● What you should do: Please restate the following records word for word.
◇ ◇ ◇ ◇ ◇
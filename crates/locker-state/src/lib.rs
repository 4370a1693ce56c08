mod manager;

pub use locker_core::GuardMap;
pub use manager::StateManager;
◇ ◇ ◇ ◇ ◇
● Result of this task:
filename crates/locker-state/src/lib.rs
repository 4370a1693ce56c08
mod manager;

pub use locker_core::GuardMap;
pub use manager::StateManager;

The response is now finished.